Primary membranous nephropathy (PMN) frequently causes nephrotic syndrome and declining kidney function. Disease progression is likely modulated by patient-specific and therapy-associated factors awaiting characterization. These cofactors may facilitate identification of risk groups and could result in more individualized therapy recommendations.
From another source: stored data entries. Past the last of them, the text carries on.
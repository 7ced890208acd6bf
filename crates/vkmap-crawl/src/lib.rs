//! vkmap-crawl: Social graph crawler for the vkmap Neo4j store.
//!
//! Resolves a seed handle through the VK API, walks its followers and
//! subscriptions to a bounded depth, and merges every user, group and
//! relationship it sees into the graph. Also exports a single profile to a
//! JSON file without touching the graph.

pub mod api;
pub mod config;
mod dto;
pub mod error;
pub mod export;
pub mod fetch;
pub mod persist;
pub mod traversal;

pub use api::{ApiTransport, HttpTransport, Params};
pub use error::{CrawlError, FetchError};
pub use fetch::{Fetched, VkFetcher};
pub use persist::GraphSink;
pub use traversal::{CrawlOptions, CrawlStats, Crawler};
//! Write operations for the social graph.
//!
//! All mutations use MERGE (upsert) semantics so a node or edge reached more
//! than once during a crawl converges to a single entity. Nodes are
//! identified by (label, id). Attributes follow last-write-wins.

use neo4rs::query;

use vkmap_core::{EdgeLabel, GroupProfile, NodeRef, UserId, UserProfile};

use crate::client::{GraphClient, GraphError};

impl GraphClient {
    // ── Node Upserts ─────────────────────────────────────────────

    /// Upsert a User node with its full profile attributes.
    pub async fn upsert_user(&self, user: &UserProfile) -> Result<(), GraphError> {
        let q = query(
            "MERGE (n:User {id: $id})
             SET n.name = $name, n.screen_name = $screen_name, n.sex = $sex,
                 n.home_town = $home_town, n.city = $city,
                 n.followers_count = $followers_count",
        )
        .param("id", user.id.0)
        .param("name", user.name.clone())
        .param("screen_name", opt_string(&user.screen_name))
        .param("sex", user.sex.map(|s| s.code()).unwrap_or(0))
        .param("home_town", opt_string(&user.home_town))
        .param("city", opt_string(&user.city))
        .param("followers_count", opt_count(user.followers_count));

        self.run(q).await
    }

    /// Upsert a User node touching only its name and handle.
    ///
    /// Used when a user is known only from someone's subscription list, so
    /// that attributes fetched from a full profile are left intact.
    pub async fn upsert_user_summary(
        &self,
        id: UserId,
        name: &str,
        screen_name: Option<&str>,
    ) -> Result<(), GraphError> {
        let q = query(
            "MERGE (n:User {id: $id})
             SET n.name = $name, n.screen_name = $screen_name",
        )
        .param("id", id.0)
        .param("name", name.to_string())
        .param("screen_name", screen_name.unwrap_or_default().to_string());

        self.run(q).await
    }

    /// Upsert a Group node.
    pub async fn upsert_group(&self, group: &GroupProfile) -> Result<(), GraphError> {
        let q = query(
            "MERGE (n:Group {id: $id})
             SET n.name = $name, n.screen_name = $screen_name",
        )
        .param("id", group.id)
        .param("name", group.name.clone())
        .param("screen_name", opt_string(&group.screen_name));

        self.run(q).await
    }

    // ── Edge Upserts ─────────────────────────────────────────────

    /// Upsert a directed edge from a user to another node.
    ///
    /// Both endpoints are merged in the same statement; a target that was
    /// never upserted with attributes is created as a stub holding only `id`.
    /// Merging the relationship guarantees at most one edge per
    /// (from, to, label).
    pub async fn upsert_edge(
        &self,
        from: UserId,
        to: NodeRef,
        label: EdgeLabel,
    ) -> Result<(), GraphError> {
        let cypher = edge_cypher(to, label);
        let q = query(&cypher).param("from_id", from.0).param("to_id", to.id);

        self.run(q).await
    }
}

// ── Helpers ──────────────────────────────────────────────────────

/// Build the MERGE statement for an edge. Labels and relationship types
/// come from closed enums, never from input.
fn edge_cypher(to: NodeRef, label: EdgeLabel) -> String {
    let to_label = to.kind.label();
    let rel_type = label.cypher();
    format!(
        "MERGE (a:User {{id: $from_id}})
         MERGE (b:{to_label} {{id: $to_id}})
         MERGE (a)-[:{rel_type}]->(b)"
    )
}

fn opt_string(opt: &Option<String>) -> String {
    opt.clone().unwrap_or_default()
}

fn opt_count(opt: Option<u64>) -> i64 {
    opt.and_then(|c| i64::try_from(c).ok()).unwrap_or(0)
}
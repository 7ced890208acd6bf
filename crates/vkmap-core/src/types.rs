//! Core domain types for the vkmap social graph.
//!
//! These types represent nodes and edges of the crawled network: users and
//! groups keyed by their numeric identity, and the two relationship kinds
//! recorded between them.

use std::fmt;

use serde::{Deserialize, Serialize};

use crate::error::VkmapError;

// ── Identities ────────────────────────────────────────────────────

/// Numeric identity of a user. Immutable primary key of a `:User` node.
#[derive(Debug, Clone, Copy, Serialize, Deserialize, PartialEq, Eq, Hash, PartialOrd, Ord)]
#[serde(transparent)]
pub struct UserId(pub i64);

impl UserId {
    /// Validate a raw identity taken from a remote record.
    pub fn new(raw: i64) -> Result<Self, VkmapError> {
        if raw > 0 {
            Ok(Self(raw))
        } else {
            Err(VkmapError::InvalidIdentity(raw))
        }
    }
}

impl fmt::Display for UserId {
    fn fmt(&self, f: &mut fmt::Formatter<'_>) -> fmt::Result {
        write!(f, "{}", self.0)
    }
}

// ── Node Types ────────────────────────────────────────────────────

/// The two node labels stored in the graph.
#[derive(Debug, Clone, Copy, Serialize, Deserialize, PartialEq, Eq, Hash)]
#[serde(rename_all = "lowercase")]
pub enum NodeKind {
    User,
    Group,
}

impl NodeKind {
    /// Neo4j label for this kind.
    pub fn label(&self) -> &'static str {
        match self {
            Self::User => "User",
            Self::Group => "Group",
        }
    }
}

/// A reference to a node by kind and numeric identity.
#[derive(Debug, Clone, Copy, Serialize, Deserialize, PartialEq, Eq, Hash)]
pub struct NodeRef {
    pub kind: NodeKind,
    pub id: i64,
}

impl NodeRef {
    pub fn user(id: UserId) -> Self {
        Self {
            kind: NodeKind::User,
            id: id.0,
        }
    }

    pub fn group(id: i64) -> Self {
        Self {
            kind: NodeKind::Group,
            id,
        }
    }
}

impl fmt::Display for NodeRef {
    fn fmt(&self, f: &mut fmt::Formatter<'_>) -> fmt::Result {
        write!(f, "{}:{}", self.kind.label(), self.id)
    }
}

/// Sex code as reported by the remote API.
#[derive(Debug, Clone, Copy, Default, Serialize, Deserialize, PartialEq, Eq)]
#[serde(rename_all = "lowercase")]
pub enum Sex {
    #[default]
    Unspecified,
    Female,
    Male,
}

impl Sex {
    /// Map the API's numeric code (1 female, 2 male). Anything else is unspecified.
    pub fn from_code(code: i64) -> Self {
        match code {
            1 => Self::Female,
            2 => Self::Male,
            _ => Self::Unspecified,
        }
    }

    pub fn code(&self) -> i64 {
        match self {
            Self::Unspecified => 0,
            Self::Female => 1,
            Self::Male => 2,
        }
    }
}

/// Profile attributes of a user, as fetched from the remote API.
#[derive(Debug, Clone, Serialize, Deserialize, PartialEq, Eq)]
pub struct UserProfile {
    pub id: UserId,
    /// Display name: first and last name joined by a space.
    pub name: String,
    /// Human-readable handle.
    pub screen_name: Option<String>,
    pub sex: Option<Sex>,
    pub home_town: Option<String>,
    /// City title.
    pub city: Option<String>,
    pub followers_count: Option<u64>,
}

/// A group (community, public page or event).
#[derive(Debug, Clone, Serialize, Deserialize, PartialEq, Eq)]
pub struct GroupProfile {
    pub id: i64,
    pub name: String,
    pub screen_name: Option<String>,
}

/// What a subscription points at.
#[derive(Debug, Clone, Copy, Serialize, Deserialize, PartialEq, Eq)]
#[serde(rename_all = "lowercase")]
pub enum SubscriptionKind {
    Profile,
    Group,
}

impl SubscriptionKind {
    /// Classify the API's `type` field. Pages, groups and events are all groups.
    pub fn from_api_type(raw: &str) -> Result<Self, VkmapError> {
        match raw {
            "profile" => Ok(Self::Profile),
            "page" | "group" | "event" => Ok(Self::Group),
            other => Err(VkmapError::UnknownSubscriptionType(other.to_string())),
        }
    }
}

/// One entry of a user's subscription list.
#[derive(Debug, Clone, Serialize, Deserialize, PartialEq, Eq)]
pub struct SubscriptionEntry {
    pub id: i64,
    /// Display name for profiles, group name for groups.
    pub name: String,
    pub screen_name: Option<String>,
    pub kind: SubscriptionKind,
}

impl SubscriptionEntry {
    /// The graph node this subscription points at.
    pub fn target(&self) -> NodeRef {
        match self.kind {
            SubscriptionKind::Profile => NodeRef {
                kind: NodeKind::User,
                id: self.id,
            },
            SubscriptionKind::Group => NodeRef::group(self.id),
        }
    }
}

// ── Edge Types ────────────────────────────────────────────────────

/// The type of relationship between two nodes.
#[derive(Debug, Clone, Copy, Serialize, Deserialize, PartialEq, Eq, Hash)]
#[serde(rename_all = "SCREAMING_SNAKE_CASE")]
pub enum EdgeLabel {
    /// Origin subscribes to the target (user or group).
    SubscribedTo,
    /// Target is a follower of the origin.
    Follow,
}

impl EdgeLabel {
    /// Cypher relationship type string.
    pub fn cypher(&self) -> &'static str {
        match self {
            Self::SubscribedTo => "SUBSCRIBED_TO",
            Self::Follow => "FOLLOW",
        }
    }
}

impl fmt::Display for EdgeLabel {
    fn fmt(&self, f: &mut fmt::Formatter<'_>) -> fmt::Result {
        f.write_str(self.cypher())
    }
}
In this single-center retrospective observational study, we analyze the effect of patient-specific and therapy-associated covariates on proteinuria, hypoalbuminemia, and estimated glomerular filtration rate (eGFR) in 74 patients diagnosed with antibody positive PMN and nephrotic-range proteinuria (urine-protein-creatinine-ratio [UPCR] ≥ 3.5 g/g), treated at the University of Freiburg Medical Center between January 2000 - November 2022. The primary endpoint was defined as time to proteinuria / serum-albumin response (UPCR ≤ 0.5 g/g or serum-albumin ≥ 3.5 g/dl), the secondary endpoint as time to permanent eGFR decline (≥ 40% relative to baseline). The primary endpoint was reached after 167 days. The secondary endpoint was reached after 2413 days. Multivariate time-to-event analyses showed significantly faster proteinuria / serum-albumin response for higher serum-albumin levels (HR 2.7 [95% CI: 1.5 - 4.8]) and cyclophosphamide treatment (HR 3.6 [95% CI: 1.3 - 10.3]). eGFR decline was significantly faster in subjects with old age at baseline (HR 1.04 [95% CI: 1 - 1.1]). High serum-albumin levels, and treatment with cyclophosphamide are associated with faster proteinuria reduction and/or serum-albumin normalization. Old age constitutes a risk factor for eGFR decline in subjects with PMN.